I wrote this a while back for a site that is no longer up, but in reading it I felt it would be nice to keep as it still rings as true today as it did when I originally wrote this.

Aye Verb

In the summer of 2012 my two favorite battle rappers, Aye Verb and T-Rex, allegedly battled at the Ultimate Rap League’s Summer Madness 2.

Months later, I was treated to a video that featured three rounds of Aye Verb battling T-Rex and three rounds of T-Rex trying to get signed.

Just as much as I love rap, I love battle rap.

In fact, I was dangerously close to creating a battle rap blog… Still might one day.

One thing about battle rap that has always killed me was how often the people at the forefront of the movement try to affiliate themselves with the mainstream rap industry.

I understand that a lot of rappers got their start as battlers and at one point battling was just another part of the come up. The thing is, times are different now; not necessarily bad, just different. What I’m getting at is the cold hard fact that no rapper EVER needs to battle nowadays to get a rep. In fact, I’ll go as far as to say that if a rapper chooses to battle, he is effectively killing any chance he has at a successful mainstream career with every bit of recognition he gets as a “Battle Rapper”

I’ll use myself as an example. As I said before, I love battle rap. I’ll watch DutchVision, Dashliving, and every other street journalism I can making sure I see every interview with a rapper. That is, until they release a music video at which point, I don’t care because it’s always garbage. because it’s just not what I want to hear from them. There’s a reason why Jamie Foxx is a wildly successful actor and somewhat successful musician despite having a great voice. We as an audience only want the best meaning that, if we see that you’re great at something, we don’t really care about what you’re good at.

Every battle rapper is good at rapping in general… So what?

And yeah Serius Jones got a deal… So what? He got dropped and never once even scratched the surface of mainstream music with his tracks. Sure he didn’t get a chance to truly shine, but are you telling me that if he was good enough he couldn’t have blown up on his own without the help of Ludacris?

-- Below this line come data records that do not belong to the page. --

/*
 * Petrel mail transfer engine
 * Copyright (C) 2024 the Petrel developers
 *
 * This program is free software: you can redistribute it and/or modify it under
 * the terms of the GNU General Public License as published by the Free Software
 * Foundation, either version 3 of the License, or any later version.
 *
 * This program is distributed in the hope that it will be useful, but WITHOUT
 * ANY WARRANTY; without even the implied warranty of MERCHANTABILITY or FITNESS
 * FOR A PARTICULAR PURPOSE.  See the GNU General Public License for more details.
 *
 * You should have received a copy of the GNU General Public License along with
 * this program. If not, see https://www.gnu.org/licenses/.
 *
*/

use crate::{
    command::{self, Batch},
    Error,
};
use petrel_common::Reply;
use tokio::io::AsyncReadExt;

/// Default longest acceptable line, CRLF included: twice the RFC 5321
/// minimum of 1000 octets, leaving room for AUTH and SMTPUTF8 growth.
pub const DEFAULT_LINE_MAX: usize = 2000;

fn find_crlf(bytes: &[u8]) -> Option<usize> {
    memchr::memmem::find(bytes, b"\r\n")
}

/// Buffered CRLF framer over the inbound half of a connection.
///
/// Every protocol read path is derived from it: pipelined command windows,
/// the dot-stuffed message stream, raw BDAT chunks and, on the client side,
/// multi-line replies. All inbound lines are mirrored at trace level.
#[derive(Debug)]
pub struct Reader<R: tokio::io::AsyncRead + Unpin + Send> {
    inner: R,
    buffer: bytes::BytesMut,
    additional_reserve: usize,
    line_max: usize,
    read_timeout: Option<std::time::Duration>,
    pipelining_enabled: bool,
}

impl<R: tokio::io::AsyncRead + Unpin + Send> Reader<R> {
    /// Create a new framer.
    #[must_use]
    #[inline]
    pub fn new(
        tcp_stream: R,
        line_max: usize,
        read_timeout: Option<std::time::Duration>,
        enable_pipelining: bool,
    ) -> Self {
        Self {
            inner: tcp_stream,
            buffer: bytes::BytesMut::with_capacity(80),
            additional_reserve: 100,
            line_max,
            read_timeout,
            pipelining_enabled: enable_pipelining,
        }
    }

    /// Consume the instance and return the underlying reader.
    ///
    /// Any buffered-but-unparsed bytes are dropped with the framer, which is
    /// what the STARTTLS upgrade needs (RFC 3207 §4.2: plaintext queued
    /// before the handshake must not survive it).
    #[must_use]
    #[inline]
    pub fn into_inner(self) -> R {
        self.inner
    }

    async fn read_more(&mut self) -> Result<usize, Error> {
        self.buffer.reserve(self.additional_reserve);
        let read = match self.read_timeout {
            Some(deadline) => {
                tokio::time::timeout(deadline, self.inner.read_buf(&mut self.buffer))
                    .await
                    .map_err(|_elapsed| Error::Timeout {
                        after: deadline,
                        doing: "reading from the peer",
                    })??
            }
            None => self.inner.read_buf(&mut self.buffer).await?,
        };
        Ok(read)
    }

    /// The next CRLF-terminated line, terminator included, or `None` once
    /// the peer closed the stream.
    ///
    /// # Errors
    ///
    /// * [`Error::LineTooLong`] once more than the limit is buffered without
    ///   a CRLF; unread bytes remain, the connection must be closed
    /// * [`Error::Timeout`] when the read deadline expires
    /// * transport errors from the underlying stream
    #[inline]
    pub async fn next_line(&mut self) -> Result<Option<Vec<u8>>, Error> {
        loop {
            if let Some(pos) = find_crlf(&self.buffer) {
                if pos + 2 > self.line_max {
                    return Err(Error::LineTooLong {
                        limit: self.line_max,
                    });
                }
                let line = self.buffer.split_to(pos + 2);
                return Ok(Some(Vec::<u8>::from(line)));
            }
            if self.buffer.len() >= self.line_max {
                return Err(Error::LineTooLong {
                    limit: self.line_max,
                });
            }
            if self.read_more().await? == 0 {
                // a partial line at EOF is dropped with the connection
                return Ok(None);
            }
        }
    }

    /// One batch of parsed commands: a full TCP window when pipelining is
    /// enabled, a single command otherwise. An empty batch means the peer
    /// closed the connection.
    ///
    /// A batch is cut short at any verb whose following bytes are not
    /// commands (DATA, BDAT, AUTH, STARTTLS, QUIT) so that message bodies,
    /// chunk payloads and SASL exchanges stay in the buffer for the
    /// dedicated readers.
    ///
    /// # Errors
    ///
    /// * see [`Reader::next_line`]
    #[inline]
    pub async fn next_batch(&mut self) -> Result<Batch, Error> {
        let mut batch: Batch = vec![];
        loop {
            match self.next_line().await? {
                None => return Ok(batch),
                Some(line) => {
                    tracing::trace!("<< {:?}", std::str::from_utf8(&line));
                    let (verb, args) = command::parse_command_line(line);
                    let barrier = verb.ends_window() || !self.pipelining_enabled;
                    batch.push((verb, args));
                    if barrier || self.buffer.is_empty() {
                        return Ok(batch);
                    }
                }
            }
        }
    }

    /// [`Reader::next_batch`] as a stream, ending after the batch that hit
    /// EOF.
    #[inline]
    pub fn as_window_stream(
        &mut self,
    ) -> impl tokio_stream::Stream<Item = Result<Batch, Error>> + '_ {
        async_stream::stream! {
            loop {
                match self.next_batch().await {
                    Ok(batch) => {
                        let eof = batch.is_empty();
                        yield Ok(batch);
                        if eof {
                            return;
                        }
                    }
                    Err(e) => {
                        yield Err(e);
                        return;
                    }
                }
            }
        }
    }

    /// The dot-stuffed message body of a DATA transfer: each item is one
    /// line with its CRLF, a single leading `.` removed, ending silently at
    /// the `.` terminator line.
    ///
    /// `finished` flips to `true` when the terminator has been consumed, so
    /// the caller knows whether [`Reader::drain_message`] still has to run.
    #[inline]
    pub fn as_message_stream(
        &mut self,
        size_max: Option<usize>,
        finished: std::sync::Arc<std::sync::atomic::AtomicBool>,
    ) -> impl tokio_stream::Stream<Item = Result<Vec<u8>, Error>> + '_ {
        async_stream::stream! {
            let mut size = 0_usize;
            loop {
                let mut line = match self.next_line().await {
                    Ok(Some(line)) => line,
                    Ok(None) => {
                        yield Err(Error::aborted("connection closed during the message"));
                        return;
                    }
                    Err(e) => {
                        yield Err(e);
                        return;
                    }
                };
                tracing::trace!("<< {:?}", std::str::from_utf8(&line));

                if line == b".\r\n" {
                    finished.store(true, std::sync::atomic::Ordering::Release);
                    return;
                }
                if line.first() == Some(&b'.') {
                    line = line[1..].to_vec();
                }

                size += line.len();
                if let Some(max) = size_max {
                    if size > max {
                        yield Err(Error::MessageSizeExceeded { limit: max });
                        return;
                    }
                }
                yield Ok(line);
            }
        }
    }

    /// Consume body lines up to the `.` terminator so that the protocol
    /// cursor lands on the next command, whatever the backend left behind.
    ///
    /// # Errors
    ///
    /// * the peer closed or a line broke the framer before the terminator
    #[inline]
    pub async fn drain_message(&mut self) -> Result<(), Error> {
        loop {
            match self.next_line().await? {
                None => return Err(Error::aborted("connection closed during the message")),
                Some(line) if line == b".\r\n" => return Ok(()),
                Some(_) => {}
            }
        }
    }

    /// Exactly `size` raw bytes of a BDAT chunk, yielded as they arrive.
    /// The line limit does not apply here.
    #[inline]
    pub fn as_chunk_stream(
        &mut self,
        size: u64,
    ) -> impl tokio_stream::Stream<Item = Result<Vec<u8>, Error>> + '_ {
        async_stream::stream! {
            let mut remaining = size;
            while remaining > 0 {
                if self.buffer.is_empty() {
                    match self.read_more().await {
                        Ok(0) => {
                            yield Err(Error::aborted("connection closed inside a chunk"));
                            return;
                        }
                        Ok(_) => {}
                        Err(e) => {
                            yield Err(e);
                            return;
                        }
                    }
                }
                let take = self
                    .buffer
                    .len()
                    .min(usize::try_from(remaining).unwrap_or(usize::MAX));
                let block = self.buffer.split_to(take);
                remaining -= take as u64;
                tracing::trace!("<< {take} chunk bytes, {remaining} to go");
                yield Ok(Vec::<u8>::from(block));
            }
        }
    }

    /// Discard exactly `size` raw bytes, keeping the wire framed after a
    /// refused chunk.
    ///
    /// # Errors
    ///
    /// * the peer closed before sending the whole chunk
    #[inline]
    pub async fn discard_chunk(&mut self, size: u64) -> Result<(), Error> {
        let stream = self.as_chunk_stream(size);
        tokio::pin!(stream);
        while let Some(block) = tokio_stream::StreamExt::next(&mut stream).await {
            block?;
        }
        Ok(())
    }

    /// Produce a stream of parsed SMTP replies, multi-line continuations
    /// assembled. This is the client's receive path.
    #[inline]
    pub fn as_reply_stream(
        &mut self,
    ) -> impl tokio_stream::Stream<Item = Result<Reply, Error>> + '_ {
        async_stream::stream! {
            loop {
                let mut wire = Vec::<u8>::new();
                loop {
                    match self.next_line().await {
                        Ok(Some(line)) => {
                            tracing::trace!("<< {:?}", std::str::from_utf8(&line));
                            let done = line.get(3) != Some(&b'-');
                            wire.extend_from_slice(&line);
                            if done {
                                break;
                            }
                        }
                        Ok(None) if wire.is_empty() => return,
                        Ok(None) => {
                            yield Err(Error::UnexpectedEof);
                            return;
                        }
                        Err(e) => {
                            yield Err(e);
                            return;
                        }
                    }
                }
                let parsed: Result<Reply, Error> = std::str::from_utf8(&wire)
                    .map_err(|e| {
                        Error::from(std::io::Error::new(std::io::ErrorKind::InvalidData, e))
                    })
                    .and_then(|text| {
                        text.parse::<Reply>().map_err(|e| {
                            Error::from(std::io::Error::new(std::io::ErrorKind::InvalidData, e))
                        })
                    });
                let failed = parsed.is_err();
                yield parsed;
                if failed {
                    return;
                }
            }
        }
    }
}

Because if you are, I have a friend named 2Chainz who might disagree with you.

Believe it or not, this actually isn’t about shitting on battle rap though, because again, I love battle rap and for those wondering why I keep repeating it, it’s for all these ignorant internet fanboy motherfuckers who don’t understand the difference between honest criticism and “hating.”

I’m saying all this because I’ve believed for years that if battle rappers stopped trying to get signed and took enough pride in battling to consider it a main career goal, then battles would drastically increase in entertainment value and intensity. Whenever a mainstream rapper shows up at a battle, the performances suffers because both battlers cream themselves at the thought of a mainstream cosign. The thing with that is they’re already mainstream artists. Shit that “rap star” is only there in the first place because they’re a fan of the battlers.

I just feel that the day the battle rap industry realizes its own worth as a separate entity from mainstream rap will be the day these guys will finally be on the right track to getting paid what they deserve.